GitHub - Tele-AI/TeleFuser: High-performance runtime for real-time multimodal generation and world models—streaming inference, stateful sessions, and distributed GPU execution.

中文 | English

TeleFuser is a high-performance runtime for world model inference and multimodal generation. It is designed for continuous, low-latency, stateful visual generation workloads such as real-time world models, speech-driven animation, and streaming visual systems.

News 📰

✨ 2026-07-22: NEW Added LingBot-Video support for Dense and MoE T2I/T2V/TI2V generation, native four-GPU CFG/SP execution, and in-memory MoE refinement.
✨ 2026-07-15: Added LingBot-World v2 support for offline generation, interactive WebRTC streaming, and multi-GPU inference.
✨ 2026-07-06: Added external CacheSeek latent cache integration for service-mode cross-request reuse. Cache hits can skip the first N denoising steps; the Wan2.2 cache-enabled service example snapshots [5, 10, 15, 20, 25] by default. See docs/en/latent_cache.md.

Why TeleFuser

Most open-source inference stacks are optimized for one of three cases:

one-shot image generation
offline video generation
general LLM serving

Real-time world models need a different runtime profile: continuous execution, streaming output, bidirectional interaction, stateful sessions, long-context efficiency, and stable performance under concurrency. TeleFuser focuses on those runtime problems directly.

The project treats a world model as more than a function that returns a single clip. It provides the infrastructure needed to run a model as a continuously updated system that can receive input, keep state, and emit frames progressively.

What TeleFuser Provides

World-model-oriented runtime: Support for continuous video generation, interactive sessions, and bidirectional control loops.
ADF (AI Dev First): Repository layers, pipeline contracts, examples, and docs are structured for coding agents to discover capabilities, follow project conventions, and extend pipelines efficiently.
Streaming pipeline scheduler: Actor-owned stateful stages, bounded artifact edges, per-session ordering, backpressure, lifecycle cleanup, and explicit resource groups.
Streaming transport: WebRTC-based streaming with media tracks plus DataChannel control for real-time inference.
Scalable GPU runtime: Multi-GPU execution with tensor parallelism, sequence parallelism, optional Ray workers, and distributed service replicas.
Inference optimization stack: Triton kernels, optimized attention backends, quantization, offload, feature caching, and CacheSeek latent cache integration.
Unified serving: Local Python API, telefuser serve for task APIs, and telefuser stream-serve for continuous streaming services.

Quick Start

Install

pip install -e .

For development:

pip install -e ".[dev]"

TeleFuser does not require tf-kernel to run. No prebuilt tf-kernel package is currently published; the optional extension is built from source with the Makefile under tf-kernel/. See the tf-kernel README and installation and usage guide for build, verification, and compatibility details.

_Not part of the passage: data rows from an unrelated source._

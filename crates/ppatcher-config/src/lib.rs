#![warn(missing_docs)]
//! # ppatcher-config
//!
//! ## Purpose
//! Defines the launcher configuration contract returned by the updater
//! service and the session-scoped [`AppConfig`] derived from it.
//!
//! ## Responsibilities
//! - Parse the `fetchConfig` JSON payload, tolerating missing fields.
//! - Fill build defaults and apply environment overrides.
//! - Resolve the colour palette key, falling back to `neutral`.
//! - Decide whether the Start control is offered at all.
//!
//! ## Data flow
//! Raw JSON (file or updater response) -> [`parse_config_payload`] ->
//! [`ConfigPayload::with_defaults`] / [`ConfigPayload::apply_env_overrides`] ->
//! [`AppConfig::from_payload`] -> read-only for the rest of the session.
//!
//! ## Ownership and lifetimes
//! Payload fields are owned `String`s; [`AppConfig`] is immutable once built
//! and cloned into whatever needs it.
//!
//! ## Error model
//! Decode and file failures return [`ConfigError`]. Callers on the session
//! path swallow them and fall back to [`AppConfig::default`].

use std::path::Path;

use serde::{Deserialize, Serialize};
use thiserror::Error;
use url::Url;

/// Backend used when none is configured.
pub const DEFAULT_BACKEND: &str = "http://localhost:3000";
/// Palette key used when none is configured.
pub const DEFAULT_PALETTE: &str = "neutral";
/// Build mode used when none is configured.
pub const DEFAULT_MODE: &str = "production";
/// Version shown when none is configured.
pub const DEFAULT_VERSION: &str = "1.0.0";
/// Tagline shown when none is configured.
pub const DEFAULT_DESCRIPTION: &str = "Keep your files up to date";
/// Window title used when none is configured.
pub const DEFAULT_TITLE: &str = "ppatcher";
/// Display name used when none is configured.
pub const DEFAULT_DISPLAY_NAME: &str = "PPatcher";

/// Configuration payload as published by the updater service.
///
/// Only `executable` and `color_palette` change launcher behaviour; the other
/// fields feed presentation text.
#[derive(Debug, Clone, Default, PartialEq, Eq, Serialize, Deserialize)]
#[serde(rename_all = "camelCase")]
pub struct ConfigPayload {
    /// Update server base URL.
    #[serde(default, skip_serializing_if = "Option::is_none")]
    pub backend: Option<String>,
    /// Managed executable path. Presence enables the Start control.
    #[serde(default, skip_serializing_if = "Option::is_none")]
    pub executable: Option<String>,
    /// Palette key (`neutral`, `blue`, `green`, `purple`).
    #[serde(default, skip_serializing_if = "Option::is_none")]
    pub color_palette: Option<String>,
    /// Build mode.
    #[serde(default, skip_serializing_if = "Option::is_none")]
    pub mode: Option<String>,
    /// Version string for the footer.
    #[serde(default, skip_serializing_if = "Option::is_none")]
    pub version: Option<String>,
    /// Tagline.
    #[serde(default, skip_serializing_if = "Option::is_none")]
    pub description: Option<String>,
    /// Window title.
    #[serde(default, skip_serializing_if = "Option::is_none")]
    pub title: Option<String>,
    /// Product name for header and footer.
    #[serde(default, skip_serializing_if = "Option::is_none")]
    pub display_name: Option<String>,
    /// Logo asset reference.
    #[serde(default, skip_serializing_if = "Option::is_none")]
    pub logo: Option<String>,
    /// Window icon asset reference.
    #[serde(default, skip_serializing_if = "Option::is_none")]
    pub icon: Option<String>,
}

impl ConfigPayload {
    /// Fills blank fields with build defaults.
    ///
    /// `executable`, `logo` and `icon` have no defaults: an absent executable
    /// keeps the Start control hidden.
    pub fn with_defaults(mut self) -> Self {
        fill(&mut self.backend, DEFAULT_BACKEND);
        fill(&mut self.color_palette, DEFAULT_PALETTE);
        fill(&mut self.mode, DEFAULT_MODE);
        fill(&mut self.version, DEFAULT_VERSION);
        fill(&mut self.description, DEFAULT_DESCRIPTION);
        fill(&mut self.title, DEFAULT_TITLE);
        fill(&mut self.display_name, DEFAULT_DISPLAY_NAME);
        self
    }

    /// Applies environment overrides through an injectable lookup.
    ///
    /// Recognized keys: `BACKEND`, `EXECUTABLE`, `COLOR_PALETTE`, `MODE`,
    /// `VERSION`, `DESCRIPTION`, `TITLE`, `DISPLAY_NAME`. Empty values are
    /// ignored.
    pub fn apply_env_overrides<F>(mut self, lookup: F) -> Self
    where
        F: Fn(&str) -> Option<String>,
    {
        let overrides: [(&str, &mut Option<String>); 8] = [
            ("BACKEND", &mut self.backend),
            ("EXECUTABLE", &mut self.executable),
            ("COLOR_PALETTE", &mut self.color_palette),
            ("MODE", &mut self.mode),
            ("VERSION", &mut self.version),
            ("DESCRIPTION", &mut self.description),
            ("TITLE", &mut self.title),
            ("DISPLAY_NAME", &mut self.display_name),
        ];

        for (key, slot) in overrides {
            if let Some(value) = lookup(key).filter(|value| !value.is_empty()) {
                *slot = Some(value);
            }
        }

        self
    }
}

fn fill(slot: &mut Option<String>, default: &str) {
    if slot.as_deref().is_none_or(|value| value.trim().is_empty()) {
        *slot = Some(default.to_string());
    }
}

/// Colour palette selected by configuration.
#[derive(Debug, Clone, Copy, PartialEq, Eq, Hash, Default, Serialize, Deserialize)]
#[serde(rename_all = "lowercase")]
pub enum ColorPalette {
    /// Grey palette.
    #[default]
    Neutral,
    /// Blue palette.
    Blue,
    /// Green palette.
    Green,
    /// Purple palette.
    Purple,
}

impl ColorPalette {
    /// Resolves a palette key, falling back to [`ColorPalette::Neutral`].
    pub fn from_key(key: &str) -> Self {
        match key.trim().to_ascii_lowercase().as_str() {
            "neutral" => Self::Neutral,
            "blue" => Self::Blue,
            "green" => Self::Green,
            "purple" => Self::Purple,
            other => {
                log::warn!("unknown colour palette `{other}`; using neutral");
                Self::Neutral
            }
        }
    }

    /// Returns the configuration key.
    pub fn key(self) -> &'static str {
        match self {
            Self::Neutral => "neutral",
            Self::Blue => "blue",
            Self::Green => "green",
            Self::Purple => "purple",
        }
    }
}

/// Session configuration consumed by the launcher.
#[derive(Debug, Clone, PartialEq, Eq)]
pub struct AppConfig {
    /// Palette driving colour mapping.
    pub color_palette: ColorPalette,
    /// Whether the Start control is offered at all.
    pub has_executable: bool,
    /// Product name for header and footer.
    pub display_name: String,
    /// Version string for the footer.
    pub version: String,
}

impl Default for AppConfig {
    fn default() -> Self {
        Self {
            color_palette: ColorPalette::Neutral,
            has_executable: false,
            display_name: DEFAULT_DISPLAY_NAME.to_string(),
            version: DEFAULT_VERSION.to_string(),
        }
    }
}

impl AppConfig {
    /// Derives session configuration from an updater payload.
    pub fn from_payload(payload: &ConfigPayload) -> Self {
        let defaults = Self::default();
        Self {
            color_palette: payload
                .color_palette
                .as_deref()
                .map(ColorPalette::from_key)
                .unwrap_or_default(),
            has_executable: payload
                .executable
                .as_deref()
                .is_some_and(|path| !path.trim().is_empty()),
            display_name: non_blank(payload.display_name.as_deref())
                .unwrap_or(defaults.display_name),
            version: non_blank(payload.version.as_deref()).unwrap_or(defaults.version),
        }
    }

    /// Footer text, for example `PPatcher v1.0.0`.
    pub fn footer(&self) -> String {
        format!("{} v{}", self.display_name, self.version)
    }
}

fn non_blank(value: Option<&str>) -> Option<String> {
    value
        .map(str::trim)
        .filter(|value| !value.is_empty())
        .map(str::to_string)
}

/// Parses a raw configuration payload.
///
/// # Errors
/// Returns [`ConfigError::Decode`] for invalid JSON or mistyped fields.
pub fn parse_config_payload(raw: &str) -> Result<ConfigPayload, ConfigError> {
    serde_json::from_str(raw).map_err(ConfigError::Decode)
}

/// Reads and parses a configuration file.
///
/// # Errors
/// Returns [`ConfigError::Io`] when the file cannot be read and
/// [`ConfigError::Decode`] when its content is not a valid payload.
pub fn load_config_file(path: &Path) -> Result<ConfigPayload, ConfigError> {
    let raw = std::fs::read_to_string(path).map_err(|source| ConfigError::Io {
        path: path.display().to_string(),
        source,
    })?;
    parse_config_payload(&raw)
}

/// Validates an update server base URL.
///
/// # Errors
/// Returns [`ConfigError::InvalidBackend`] unless the URL is `http` or
/// `https` with a host.
pub fn validate_backend(backend: &str) -> Result<Url, ConfigError> {
    let parsed = Url::parse(backend)
        .map_err(|error| ConfigError::InvalidBackend(format!("invalid backend url: {error}")))?;

    if !matches!(parsed.scheme(), "http" | "https") {
        return Err(ConfigError::InvalidBackend(format!(
            "unsupported backend scheme `{}`",
            parsed.scheme()
        )));
    }

    if parsed.host_str().is_none() {
        return Err(ConfigError::InvalidBackend(
            "backend url has no host".to_string(),
        ));
    }

    Ok(parsed)
}

/// Configuration errors.
#[derive(Debug, Error)]
pub enum ConfigError {
    /// JSON decode failure.
    #[error("config decode failure: {0}")]
    Decode(#[from] serde_json::Error),
    /// Configuration file could not be read.
    #[error("unable to read config file '{path}': {source}")]
    Io {
        /// File path as given.
        path: String,
        /// Underlying I/O error.
        source: std::io::Error,
    },
    /// Backend URL violates the contract.
    #[error("invalid backend: {0}")]
    InvalidBackend(String),
}

#[cfg(test)]
mod tests {
    //! Unit tests for defaults and palette resolution.

    use super::*;

    #[test]
    fn blank_fields_receive_defaults() {
        let payload = ConfigPayload {
            backend: Some("  ".to_string()),
            ..ConfigPayload::default()
        }
        .with_defaults();

        assert_eq!(payload.backend.as_deref(), Some(DEFAULT_BACKEND));
        assert_eq!(payload.color_palette.as_deref(), Some(DEFAULT_PALETTE));
        assert_eq!(payload.executable, None);
    }

    #[test]
    fn palette_keys_are_case_insensitive_with_neutral_fallback() {
        assert_eq!(ColorPalette::from_key("Purple"), ColorPalette::Purple);
        assert_eq!(ColorPalette::from_key("teal"), ColorPalette::Neutral);
    }
}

WebRTC streaming support is included in the default installation through aiortc.

1. Batch Video Inference

from telefuser.pipelines.wan_video.wan21_video import Wan21VideoPipeline
import torch

pipe = Wan21VideoPipeline.from_pretrained(
    model_id_or_path="Wan-AI/Wan2.1-T2V-1.3B",
    device="cuda",
    torch_dtype=torch.bfloat16,
)

video = pipe(
    prompt="A cat playing piano",
    num_frames=81,
    height=480,
    width=832,
)

2. Real-Time World Model Demo

TeleFuser includes a bidirectional WebRTC demo for LingBot-World v2. LingBot-World v2 uses camera control and its v2 PPL defaults; its streaming example caps a session at two minutes.

LingBot streaming uses the actor-based scheduler for both offline and service execution. Encode, DiT, and decode may overlap even on the same GPU; move stages only when memory placement requires it. See the streaming scheduler guide.

For a laptop browser connected through VS Code Remote SSH, coturn is the only additional system package required; no extra Python package is needed. On Debian or Ubuntu, install it with:

sudo apt-get update
sudo apt-get install -y coturn

The package provides both turnserver and the turnutils_uclient verification tool. Skip this step when both commands already exist, or when the browser and GPU service run on the same physical machine.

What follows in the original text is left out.